### REQUIRED ACTION
Every line in the records below that holds "positions" must be identified and copied.

### RECORDS TO PROCESS

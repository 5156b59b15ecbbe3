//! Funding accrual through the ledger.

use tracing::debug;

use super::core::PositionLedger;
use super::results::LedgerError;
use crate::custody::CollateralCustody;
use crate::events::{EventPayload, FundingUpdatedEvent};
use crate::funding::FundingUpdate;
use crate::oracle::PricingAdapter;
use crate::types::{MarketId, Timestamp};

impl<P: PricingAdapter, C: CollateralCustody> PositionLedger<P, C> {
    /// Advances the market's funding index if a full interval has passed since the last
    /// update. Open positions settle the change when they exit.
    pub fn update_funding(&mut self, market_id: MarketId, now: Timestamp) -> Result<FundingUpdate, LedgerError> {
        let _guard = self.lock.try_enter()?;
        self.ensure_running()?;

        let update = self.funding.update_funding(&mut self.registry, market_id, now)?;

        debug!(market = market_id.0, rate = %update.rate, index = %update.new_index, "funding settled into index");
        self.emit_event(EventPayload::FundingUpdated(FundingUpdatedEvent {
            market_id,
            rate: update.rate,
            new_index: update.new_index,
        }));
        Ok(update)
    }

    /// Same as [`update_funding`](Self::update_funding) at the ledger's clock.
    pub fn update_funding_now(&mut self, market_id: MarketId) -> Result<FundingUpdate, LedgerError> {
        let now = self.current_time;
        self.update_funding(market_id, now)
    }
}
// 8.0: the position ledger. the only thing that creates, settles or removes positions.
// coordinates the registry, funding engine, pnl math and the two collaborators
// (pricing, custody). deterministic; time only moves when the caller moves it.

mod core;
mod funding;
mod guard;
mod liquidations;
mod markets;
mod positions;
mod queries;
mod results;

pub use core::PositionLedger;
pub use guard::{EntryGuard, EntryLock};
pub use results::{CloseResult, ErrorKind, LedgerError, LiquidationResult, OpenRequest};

### EXERCISE RESPONSE
    /// update. Open positions settle the change when they exit.
// 8.0: the position ledger. the only thing that creates, settles or removes positions.
mod positions;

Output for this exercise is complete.